Within the records, tally the lines that contain "StdoutLock" and reply with that number only.

---*---

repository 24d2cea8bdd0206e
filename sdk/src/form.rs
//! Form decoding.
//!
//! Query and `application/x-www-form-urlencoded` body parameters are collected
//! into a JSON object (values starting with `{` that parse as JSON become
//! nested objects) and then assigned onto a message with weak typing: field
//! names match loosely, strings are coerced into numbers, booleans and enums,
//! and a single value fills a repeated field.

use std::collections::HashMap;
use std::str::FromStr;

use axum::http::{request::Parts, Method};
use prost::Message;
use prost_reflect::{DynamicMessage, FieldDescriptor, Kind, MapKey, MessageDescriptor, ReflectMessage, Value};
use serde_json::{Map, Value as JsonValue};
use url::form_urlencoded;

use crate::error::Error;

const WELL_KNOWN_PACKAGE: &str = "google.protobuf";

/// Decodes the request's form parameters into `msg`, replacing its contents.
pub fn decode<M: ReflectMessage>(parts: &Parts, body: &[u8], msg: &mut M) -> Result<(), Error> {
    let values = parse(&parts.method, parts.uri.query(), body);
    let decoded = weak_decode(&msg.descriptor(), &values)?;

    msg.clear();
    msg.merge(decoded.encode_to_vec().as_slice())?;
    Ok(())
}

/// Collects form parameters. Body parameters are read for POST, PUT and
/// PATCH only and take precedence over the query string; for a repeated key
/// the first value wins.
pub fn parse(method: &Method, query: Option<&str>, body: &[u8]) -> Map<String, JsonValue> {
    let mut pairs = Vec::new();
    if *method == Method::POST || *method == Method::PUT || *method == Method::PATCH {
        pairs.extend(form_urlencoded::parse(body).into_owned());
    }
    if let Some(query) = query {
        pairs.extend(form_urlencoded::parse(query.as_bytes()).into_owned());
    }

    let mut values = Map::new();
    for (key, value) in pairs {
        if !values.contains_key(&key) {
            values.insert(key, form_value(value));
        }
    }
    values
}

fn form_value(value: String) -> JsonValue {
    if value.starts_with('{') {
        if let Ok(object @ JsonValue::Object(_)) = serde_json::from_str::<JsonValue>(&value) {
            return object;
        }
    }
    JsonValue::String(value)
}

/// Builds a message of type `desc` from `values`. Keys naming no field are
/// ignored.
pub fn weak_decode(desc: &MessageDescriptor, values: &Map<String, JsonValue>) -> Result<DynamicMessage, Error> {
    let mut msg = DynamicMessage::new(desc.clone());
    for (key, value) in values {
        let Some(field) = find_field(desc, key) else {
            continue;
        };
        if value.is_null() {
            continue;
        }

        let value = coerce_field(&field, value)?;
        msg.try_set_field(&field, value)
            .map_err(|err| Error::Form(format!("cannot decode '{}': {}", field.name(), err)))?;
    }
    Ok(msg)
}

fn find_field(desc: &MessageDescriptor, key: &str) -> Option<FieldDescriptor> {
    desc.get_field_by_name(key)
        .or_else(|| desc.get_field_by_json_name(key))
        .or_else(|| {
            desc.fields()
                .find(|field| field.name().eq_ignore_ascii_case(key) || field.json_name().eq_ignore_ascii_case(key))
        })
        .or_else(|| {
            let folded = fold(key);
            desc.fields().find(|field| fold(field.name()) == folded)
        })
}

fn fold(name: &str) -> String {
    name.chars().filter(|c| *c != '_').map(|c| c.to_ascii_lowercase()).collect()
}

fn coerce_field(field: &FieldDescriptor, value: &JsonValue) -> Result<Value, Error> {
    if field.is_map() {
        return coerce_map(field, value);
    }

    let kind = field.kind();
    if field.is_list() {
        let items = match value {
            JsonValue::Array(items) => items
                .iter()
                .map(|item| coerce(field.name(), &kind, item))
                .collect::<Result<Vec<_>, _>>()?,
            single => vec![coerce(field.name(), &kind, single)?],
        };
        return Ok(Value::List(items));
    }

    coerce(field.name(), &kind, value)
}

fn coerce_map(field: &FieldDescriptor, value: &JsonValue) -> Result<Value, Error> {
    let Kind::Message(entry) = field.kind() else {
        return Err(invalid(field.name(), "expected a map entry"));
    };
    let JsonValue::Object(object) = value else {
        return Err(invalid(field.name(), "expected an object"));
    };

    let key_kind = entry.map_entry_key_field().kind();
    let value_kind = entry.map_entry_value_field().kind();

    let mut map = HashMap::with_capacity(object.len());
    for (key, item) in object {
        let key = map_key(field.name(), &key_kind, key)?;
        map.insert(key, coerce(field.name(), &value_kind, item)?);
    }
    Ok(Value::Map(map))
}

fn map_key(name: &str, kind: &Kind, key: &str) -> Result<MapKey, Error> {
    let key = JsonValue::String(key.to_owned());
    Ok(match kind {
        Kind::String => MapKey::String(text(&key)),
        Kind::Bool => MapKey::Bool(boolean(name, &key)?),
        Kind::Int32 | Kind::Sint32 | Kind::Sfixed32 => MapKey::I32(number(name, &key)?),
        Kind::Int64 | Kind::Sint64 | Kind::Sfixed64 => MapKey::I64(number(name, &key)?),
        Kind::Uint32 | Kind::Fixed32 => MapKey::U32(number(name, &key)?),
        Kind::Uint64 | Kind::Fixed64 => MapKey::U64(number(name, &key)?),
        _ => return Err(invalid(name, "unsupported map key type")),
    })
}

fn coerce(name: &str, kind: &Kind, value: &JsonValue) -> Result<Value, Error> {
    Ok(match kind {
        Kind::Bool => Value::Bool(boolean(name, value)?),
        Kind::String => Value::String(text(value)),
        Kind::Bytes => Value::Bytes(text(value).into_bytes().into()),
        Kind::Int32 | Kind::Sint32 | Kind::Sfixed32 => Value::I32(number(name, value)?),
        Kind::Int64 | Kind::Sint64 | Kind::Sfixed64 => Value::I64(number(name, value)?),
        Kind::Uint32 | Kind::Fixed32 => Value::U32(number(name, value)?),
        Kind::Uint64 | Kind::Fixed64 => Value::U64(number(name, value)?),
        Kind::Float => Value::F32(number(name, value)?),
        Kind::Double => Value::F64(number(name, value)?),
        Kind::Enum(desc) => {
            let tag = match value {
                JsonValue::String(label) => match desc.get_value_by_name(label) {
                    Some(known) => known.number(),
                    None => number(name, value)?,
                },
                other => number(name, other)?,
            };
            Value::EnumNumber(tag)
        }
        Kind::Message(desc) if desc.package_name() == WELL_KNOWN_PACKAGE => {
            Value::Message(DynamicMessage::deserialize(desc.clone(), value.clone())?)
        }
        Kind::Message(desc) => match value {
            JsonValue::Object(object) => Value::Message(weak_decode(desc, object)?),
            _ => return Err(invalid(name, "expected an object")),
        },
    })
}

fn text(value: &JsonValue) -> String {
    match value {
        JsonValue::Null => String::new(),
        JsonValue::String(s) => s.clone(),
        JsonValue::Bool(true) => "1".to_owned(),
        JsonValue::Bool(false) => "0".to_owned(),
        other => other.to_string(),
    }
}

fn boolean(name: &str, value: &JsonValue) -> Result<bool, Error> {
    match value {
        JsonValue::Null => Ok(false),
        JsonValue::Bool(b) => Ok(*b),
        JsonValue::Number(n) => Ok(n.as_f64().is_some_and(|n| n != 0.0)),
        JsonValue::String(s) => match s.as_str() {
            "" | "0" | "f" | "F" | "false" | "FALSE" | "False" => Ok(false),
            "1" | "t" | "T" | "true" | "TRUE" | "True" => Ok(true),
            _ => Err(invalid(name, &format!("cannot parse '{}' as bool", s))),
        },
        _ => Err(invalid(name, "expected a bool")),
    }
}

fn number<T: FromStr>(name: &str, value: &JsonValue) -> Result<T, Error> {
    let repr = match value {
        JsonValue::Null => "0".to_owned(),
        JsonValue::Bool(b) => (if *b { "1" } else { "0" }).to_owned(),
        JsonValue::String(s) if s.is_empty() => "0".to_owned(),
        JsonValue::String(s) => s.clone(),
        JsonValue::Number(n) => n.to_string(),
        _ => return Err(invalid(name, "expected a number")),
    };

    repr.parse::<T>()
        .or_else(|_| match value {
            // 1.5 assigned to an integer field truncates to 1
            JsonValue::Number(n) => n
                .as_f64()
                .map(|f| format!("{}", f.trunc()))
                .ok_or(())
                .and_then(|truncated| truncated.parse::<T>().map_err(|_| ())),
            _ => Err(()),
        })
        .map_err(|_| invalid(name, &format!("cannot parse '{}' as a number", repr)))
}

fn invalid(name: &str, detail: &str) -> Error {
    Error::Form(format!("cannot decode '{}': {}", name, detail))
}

---*---

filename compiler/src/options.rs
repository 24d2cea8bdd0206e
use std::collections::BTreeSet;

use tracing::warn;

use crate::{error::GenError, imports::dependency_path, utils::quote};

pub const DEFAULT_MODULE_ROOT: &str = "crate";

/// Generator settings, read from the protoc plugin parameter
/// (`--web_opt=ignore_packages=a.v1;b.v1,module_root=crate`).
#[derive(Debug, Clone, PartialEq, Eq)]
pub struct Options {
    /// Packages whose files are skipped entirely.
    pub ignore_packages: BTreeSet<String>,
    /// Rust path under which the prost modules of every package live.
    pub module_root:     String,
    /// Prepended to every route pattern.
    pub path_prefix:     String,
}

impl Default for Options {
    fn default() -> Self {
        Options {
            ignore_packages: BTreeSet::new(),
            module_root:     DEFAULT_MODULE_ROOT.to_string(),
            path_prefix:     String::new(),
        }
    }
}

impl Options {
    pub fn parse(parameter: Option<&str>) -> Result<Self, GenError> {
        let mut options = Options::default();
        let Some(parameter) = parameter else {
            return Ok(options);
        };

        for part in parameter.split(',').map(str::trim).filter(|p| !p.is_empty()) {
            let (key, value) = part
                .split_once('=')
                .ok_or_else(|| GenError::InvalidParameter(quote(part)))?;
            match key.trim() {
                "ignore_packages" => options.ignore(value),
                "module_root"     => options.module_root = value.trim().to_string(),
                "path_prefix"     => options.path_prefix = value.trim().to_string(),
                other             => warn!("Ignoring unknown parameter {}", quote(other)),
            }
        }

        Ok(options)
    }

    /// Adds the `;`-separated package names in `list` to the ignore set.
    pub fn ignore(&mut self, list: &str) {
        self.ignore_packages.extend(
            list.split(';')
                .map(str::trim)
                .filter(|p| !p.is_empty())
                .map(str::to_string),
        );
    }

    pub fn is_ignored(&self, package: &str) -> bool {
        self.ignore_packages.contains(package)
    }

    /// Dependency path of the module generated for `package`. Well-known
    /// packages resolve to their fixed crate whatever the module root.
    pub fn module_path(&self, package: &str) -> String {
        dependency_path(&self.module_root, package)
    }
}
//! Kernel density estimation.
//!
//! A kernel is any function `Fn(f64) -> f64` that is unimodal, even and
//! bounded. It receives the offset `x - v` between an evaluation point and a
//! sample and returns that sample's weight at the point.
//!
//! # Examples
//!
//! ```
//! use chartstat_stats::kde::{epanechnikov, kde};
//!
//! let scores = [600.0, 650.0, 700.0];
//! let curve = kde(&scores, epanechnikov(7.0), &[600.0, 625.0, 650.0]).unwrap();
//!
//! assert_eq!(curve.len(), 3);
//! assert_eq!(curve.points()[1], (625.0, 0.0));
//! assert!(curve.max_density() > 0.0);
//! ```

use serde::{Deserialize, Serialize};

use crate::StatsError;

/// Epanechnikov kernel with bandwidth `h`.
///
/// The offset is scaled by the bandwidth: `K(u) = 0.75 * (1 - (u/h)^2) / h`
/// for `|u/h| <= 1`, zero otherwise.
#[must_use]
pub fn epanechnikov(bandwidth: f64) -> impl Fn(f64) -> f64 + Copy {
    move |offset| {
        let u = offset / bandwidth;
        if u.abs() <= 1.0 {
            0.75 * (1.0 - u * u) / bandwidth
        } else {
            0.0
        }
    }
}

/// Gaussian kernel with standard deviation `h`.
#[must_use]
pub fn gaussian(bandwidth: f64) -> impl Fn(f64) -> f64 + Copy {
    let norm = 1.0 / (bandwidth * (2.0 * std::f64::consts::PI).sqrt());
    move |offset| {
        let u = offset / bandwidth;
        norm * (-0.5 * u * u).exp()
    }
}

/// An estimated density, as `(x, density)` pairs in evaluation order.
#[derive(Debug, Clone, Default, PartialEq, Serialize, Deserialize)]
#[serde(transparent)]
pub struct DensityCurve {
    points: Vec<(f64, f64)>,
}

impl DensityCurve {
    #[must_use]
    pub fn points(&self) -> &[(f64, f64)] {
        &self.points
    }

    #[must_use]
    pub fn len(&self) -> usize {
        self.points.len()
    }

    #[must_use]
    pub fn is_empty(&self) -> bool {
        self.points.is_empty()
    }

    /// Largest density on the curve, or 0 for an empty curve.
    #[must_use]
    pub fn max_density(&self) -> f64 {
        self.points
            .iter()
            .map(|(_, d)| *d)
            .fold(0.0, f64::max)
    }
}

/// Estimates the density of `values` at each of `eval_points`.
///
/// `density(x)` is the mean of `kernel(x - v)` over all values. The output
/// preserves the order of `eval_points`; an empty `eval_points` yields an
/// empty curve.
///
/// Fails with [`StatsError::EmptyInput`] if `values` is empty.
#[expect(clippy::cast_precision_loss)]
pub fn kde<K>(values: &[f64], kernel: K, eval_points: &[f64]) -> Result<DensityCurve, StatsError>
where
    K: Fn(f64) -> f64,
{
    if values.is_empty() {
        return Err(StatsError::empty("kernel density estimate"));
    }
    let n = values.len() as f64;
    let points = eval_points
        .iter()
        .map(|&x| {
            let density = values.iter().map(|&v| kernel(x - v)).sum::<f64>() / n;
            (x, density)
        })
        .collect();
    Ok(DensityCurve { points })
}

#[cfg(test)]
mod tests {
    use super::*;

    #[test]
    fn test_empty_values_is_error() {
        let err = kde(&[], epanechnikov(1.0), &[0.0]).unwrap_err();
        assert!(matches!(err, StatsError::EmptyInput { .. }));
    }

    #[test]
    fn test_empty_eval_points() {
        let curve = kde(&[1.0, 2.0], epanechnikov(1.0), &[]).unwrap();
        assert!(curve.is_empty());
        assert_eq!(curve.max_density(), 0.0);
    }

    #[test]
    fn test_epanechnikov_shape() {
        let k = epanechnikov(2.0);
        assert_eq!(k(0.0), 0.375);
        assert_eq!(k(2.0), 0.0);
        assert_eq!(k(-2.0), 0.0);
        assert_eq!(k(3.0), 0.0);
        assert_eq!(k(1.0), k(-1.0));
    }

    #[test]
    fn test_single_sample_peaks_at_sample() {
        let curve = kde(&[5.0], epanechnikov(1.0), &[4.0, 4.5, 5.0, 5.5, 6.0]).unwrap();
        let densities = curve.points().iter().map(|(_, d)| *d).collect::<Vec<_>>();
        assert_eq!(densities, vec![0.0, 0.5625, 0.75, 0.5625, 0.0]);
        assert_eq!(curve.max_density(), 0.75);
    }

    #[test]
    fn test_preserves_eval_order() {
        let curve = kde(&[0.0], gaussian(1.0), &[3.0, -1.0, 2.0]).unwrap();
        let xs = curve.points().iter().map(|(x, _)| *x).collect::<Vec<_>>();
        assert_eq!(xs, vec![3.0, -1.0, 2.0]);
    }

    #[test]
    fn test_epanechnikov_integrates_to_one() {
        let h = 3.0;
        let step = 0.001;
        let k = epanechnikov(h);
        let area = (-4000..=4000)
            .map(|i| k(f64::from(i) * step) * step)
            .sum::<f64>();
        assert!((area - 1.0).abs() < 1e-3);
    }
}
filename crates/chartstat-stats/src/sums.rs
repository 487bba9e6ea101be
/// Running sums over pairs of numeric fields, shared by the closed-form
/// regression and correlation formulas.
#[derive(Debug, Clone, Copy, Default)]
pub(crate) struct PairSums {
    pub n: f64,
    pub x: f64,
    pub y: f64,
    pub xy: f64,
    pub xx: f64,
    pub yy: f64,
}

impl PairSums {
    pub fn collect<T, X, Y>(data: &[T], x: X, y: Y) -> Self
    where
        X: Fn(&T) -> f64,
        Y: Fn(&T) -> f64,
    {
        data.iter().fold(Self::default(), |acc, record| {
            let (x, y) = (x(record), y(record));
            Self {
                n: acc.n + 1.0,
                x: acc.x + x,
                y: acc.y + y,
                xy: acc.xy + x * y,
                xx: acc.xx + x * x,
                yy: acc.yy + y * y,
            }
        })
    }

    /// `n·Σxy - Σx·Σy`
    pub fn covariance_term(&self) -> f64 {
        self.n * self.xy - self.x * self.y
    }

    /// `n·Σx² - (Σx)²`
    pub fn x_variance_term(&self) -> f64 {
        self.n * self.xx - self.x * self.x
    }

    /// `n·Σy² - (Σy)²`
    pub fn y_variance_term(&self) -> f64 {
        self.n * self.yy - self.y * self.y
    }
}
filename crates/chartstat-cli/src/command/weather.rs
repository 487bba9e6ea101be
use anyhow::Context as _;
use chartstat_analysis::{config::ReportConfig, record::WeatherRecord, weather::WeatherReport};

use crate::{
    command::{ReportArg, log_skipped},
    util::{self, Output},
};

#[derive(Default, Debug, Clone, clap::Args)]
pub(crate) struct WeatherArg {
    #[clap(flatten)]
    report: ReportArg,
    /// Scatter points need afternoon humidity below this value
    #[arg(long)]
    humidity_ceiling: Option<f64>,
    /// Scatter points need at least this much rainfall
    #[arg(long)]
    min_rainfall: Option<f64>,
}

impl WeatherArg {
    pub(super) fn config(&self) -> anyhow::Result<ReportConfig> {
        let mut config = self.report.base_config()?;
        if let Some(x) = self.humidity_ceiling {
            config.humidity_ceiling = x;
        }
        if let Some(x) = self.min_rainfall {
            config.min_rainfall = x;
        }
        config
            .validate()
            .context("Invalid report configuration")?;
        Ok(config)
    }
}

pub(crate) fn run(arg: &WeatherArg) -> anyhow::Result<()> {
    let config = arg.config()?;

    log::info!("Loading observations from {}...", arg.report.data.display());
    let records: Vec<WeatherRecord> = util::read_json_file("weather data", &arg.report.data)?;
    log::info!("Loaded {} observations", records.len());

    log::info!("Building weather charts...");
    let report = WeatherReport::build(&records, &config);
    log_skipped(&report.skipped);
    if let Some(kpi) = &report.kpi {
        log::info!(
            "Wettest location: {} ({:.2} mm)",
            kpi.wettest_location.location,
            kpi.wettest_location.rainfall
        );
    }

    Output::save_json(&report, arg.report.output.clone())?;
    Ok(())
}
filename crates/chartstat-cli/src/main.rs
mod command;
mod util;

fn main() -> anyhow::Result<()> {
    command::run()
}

---*---

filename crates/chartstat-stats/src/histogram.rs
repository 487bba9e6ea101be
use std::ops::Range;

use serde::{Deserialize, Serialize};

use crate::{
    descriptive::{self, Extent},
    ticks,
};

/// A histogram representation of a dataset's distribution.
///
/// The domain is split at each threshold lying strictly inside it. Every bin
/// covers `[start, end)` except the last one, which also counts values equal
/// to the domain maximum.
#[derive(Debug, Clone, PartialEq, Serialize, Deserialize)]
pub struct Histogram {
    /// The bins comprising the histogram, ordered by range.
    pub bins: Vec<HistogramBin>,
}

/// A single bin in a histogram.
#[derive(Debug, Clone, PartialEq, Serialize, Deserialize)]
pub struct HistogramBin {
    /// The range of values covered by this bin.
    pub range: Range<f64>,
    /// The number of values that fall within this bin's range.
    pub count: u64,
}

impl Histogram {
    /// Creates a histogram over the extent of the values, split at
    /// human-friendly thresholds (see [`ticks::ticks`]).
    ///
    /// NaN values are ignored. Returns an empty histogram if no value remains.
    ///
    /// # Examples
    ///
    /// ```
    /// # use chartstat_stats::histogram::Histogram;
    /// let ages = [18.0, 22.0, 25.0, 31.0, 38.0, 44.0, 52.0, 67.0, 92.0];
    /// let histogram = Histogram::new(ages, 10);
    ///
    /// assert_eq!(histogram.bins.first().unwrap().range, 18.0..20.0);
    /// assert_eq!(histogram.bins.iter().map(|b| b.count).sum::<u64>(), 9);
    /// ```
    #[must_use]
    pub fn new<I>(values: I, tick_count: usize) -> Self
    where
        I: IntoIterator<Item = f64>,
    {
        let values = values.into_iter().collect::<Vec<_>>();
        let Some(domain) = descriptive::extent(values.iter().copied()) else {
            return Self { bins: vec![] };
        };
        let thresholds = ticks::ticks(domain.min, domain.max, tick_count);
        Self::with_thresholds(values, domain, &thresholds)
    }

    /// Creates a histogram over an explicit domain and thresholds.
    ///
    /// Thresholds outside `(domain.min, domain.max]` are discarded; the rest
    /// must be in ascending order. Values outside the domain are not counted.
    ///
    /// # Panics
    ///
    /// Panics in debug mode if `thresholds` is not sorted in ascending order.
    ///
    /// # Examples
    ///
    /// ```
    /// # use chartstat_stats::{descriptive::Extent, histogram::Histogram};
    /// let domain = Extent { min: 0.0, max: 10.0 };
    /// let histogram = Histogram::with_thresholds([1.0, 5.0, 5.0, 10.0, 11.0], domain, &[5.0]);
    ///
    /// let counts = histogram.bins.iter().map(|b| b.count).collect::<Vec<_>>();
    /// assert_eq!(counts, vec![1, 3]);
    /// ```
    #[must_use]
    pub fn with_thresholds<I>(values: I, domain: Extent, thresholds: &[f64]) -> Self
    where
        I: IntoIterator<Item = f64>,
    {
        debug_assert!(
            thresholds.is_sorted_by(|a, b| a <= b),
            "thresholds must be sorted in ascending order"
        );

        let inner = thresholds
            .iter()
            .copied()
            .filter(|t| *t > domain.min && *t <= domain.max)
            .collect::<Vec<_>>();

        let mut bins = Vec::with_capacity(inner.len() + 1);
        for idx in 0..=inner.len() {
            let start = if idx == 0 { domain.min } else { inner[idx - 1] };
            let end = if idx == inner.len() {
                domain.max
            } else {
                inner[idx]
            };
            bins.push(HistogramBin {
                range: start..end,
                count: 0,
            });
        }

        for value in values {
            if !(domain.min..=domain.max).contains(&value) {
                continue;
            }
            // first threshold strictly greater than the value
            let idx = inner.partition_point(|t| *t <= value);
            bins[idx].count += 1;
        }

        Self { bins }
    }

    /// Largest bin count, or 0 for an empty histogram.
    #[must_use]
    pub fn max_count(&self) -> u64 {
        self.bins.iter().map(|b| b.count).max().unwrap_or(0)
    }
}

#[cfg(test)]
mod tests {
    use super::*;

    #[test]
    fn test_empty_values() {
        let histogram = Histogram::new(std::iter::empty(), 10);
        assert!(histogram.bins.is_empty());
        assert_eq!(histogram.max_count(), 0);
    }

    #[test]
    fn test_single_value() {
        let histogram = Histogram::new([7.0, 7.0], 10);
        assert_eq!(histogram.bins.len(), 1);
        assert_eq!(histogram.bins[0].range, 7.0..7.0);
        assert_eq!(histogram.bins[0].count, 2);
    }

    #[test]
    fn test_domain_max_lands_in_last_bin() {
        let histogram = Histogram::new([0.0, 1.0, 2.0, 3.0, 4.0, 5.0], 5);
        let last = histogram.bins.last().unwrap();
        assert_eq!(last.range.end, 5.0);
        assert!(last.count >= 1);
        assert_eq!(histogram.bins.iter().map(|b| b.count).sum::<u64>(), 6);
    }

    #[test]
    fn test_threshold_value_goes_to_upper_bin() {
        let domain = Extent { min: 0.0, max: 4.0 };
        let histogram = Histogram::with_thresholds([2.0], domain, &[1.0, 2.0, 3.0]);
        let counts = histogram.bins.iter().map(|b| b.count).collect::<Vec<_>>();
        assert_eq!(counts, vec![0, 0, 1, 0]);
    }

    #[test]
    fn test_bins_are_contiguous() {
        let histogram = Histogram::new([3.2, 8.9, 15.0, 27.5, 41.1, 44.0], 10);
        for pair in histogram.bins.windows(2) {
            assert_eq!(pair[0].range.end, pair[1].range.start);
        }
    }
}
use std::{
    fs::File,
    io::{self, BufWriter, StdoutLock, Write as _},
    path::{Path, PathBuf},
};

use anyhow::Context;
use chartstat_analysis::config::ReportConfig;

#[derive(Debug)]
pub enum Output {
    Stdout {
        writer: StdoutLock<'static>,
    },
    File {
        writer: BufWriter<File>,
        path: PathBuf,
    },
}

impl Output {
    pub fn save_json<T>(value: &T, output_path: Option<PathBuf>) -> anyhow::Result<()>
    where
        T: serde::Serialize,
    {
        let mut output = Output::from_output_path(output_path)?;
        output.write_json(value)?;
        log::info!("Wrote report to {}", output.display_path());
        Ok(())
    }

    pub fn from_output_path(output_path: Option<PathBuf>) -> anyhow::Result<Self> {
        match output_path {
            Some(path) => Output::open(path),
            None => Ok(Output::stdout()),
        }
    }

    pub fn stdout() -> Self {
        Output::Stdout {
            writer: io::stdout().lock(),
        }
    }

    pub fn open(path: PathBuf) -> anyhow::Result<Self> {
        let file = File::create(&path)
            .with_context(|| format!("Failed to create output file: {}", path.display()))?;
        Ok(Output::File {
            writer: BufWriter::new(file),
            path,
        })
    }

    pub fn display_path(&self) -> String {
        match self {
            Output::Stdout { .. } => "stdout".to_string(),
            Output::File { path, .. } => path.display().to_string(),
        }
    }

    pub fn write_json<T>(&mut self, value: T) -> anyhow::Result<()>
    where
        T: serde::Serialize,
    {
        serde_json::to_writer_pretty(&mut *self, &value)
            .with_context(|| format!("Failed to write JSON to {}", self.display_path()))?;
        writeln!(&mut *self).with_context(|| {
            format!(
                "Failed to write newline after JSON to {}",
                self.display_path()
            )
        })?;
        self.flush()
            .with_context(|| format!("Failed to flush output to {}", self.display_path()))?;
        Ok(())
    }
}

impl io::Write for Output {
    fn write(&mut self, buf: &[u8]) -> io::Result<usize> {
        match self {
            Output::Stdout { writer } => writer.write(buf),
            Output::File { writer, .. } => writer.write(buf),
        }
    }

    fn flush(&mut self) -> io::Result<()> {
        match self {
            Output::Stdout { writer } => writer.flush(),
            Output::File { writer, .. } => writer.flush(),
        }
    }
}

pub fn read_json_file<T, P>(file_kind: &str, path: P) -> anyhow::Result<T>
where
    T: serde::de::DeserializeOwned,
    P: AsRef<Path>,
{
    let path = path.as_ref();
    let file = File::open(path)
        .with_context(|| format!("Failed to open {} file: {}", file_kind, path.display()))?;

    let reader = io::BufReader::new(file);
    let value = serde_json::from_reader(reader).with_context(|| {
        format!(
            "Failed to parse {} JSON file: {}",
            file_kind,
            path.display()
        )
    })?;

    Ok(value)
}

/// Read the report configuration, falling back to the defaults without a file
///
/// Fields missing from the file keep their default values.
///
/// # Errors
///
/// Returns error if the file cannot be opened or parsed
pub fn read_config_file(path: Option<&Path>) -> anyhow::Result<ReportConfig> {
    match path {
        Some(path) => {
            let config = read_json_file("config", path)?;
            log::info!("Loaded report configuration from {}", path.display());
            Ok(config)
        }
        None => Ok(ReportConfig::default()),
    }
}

---*---

◆ **ANSWER SPACE**
2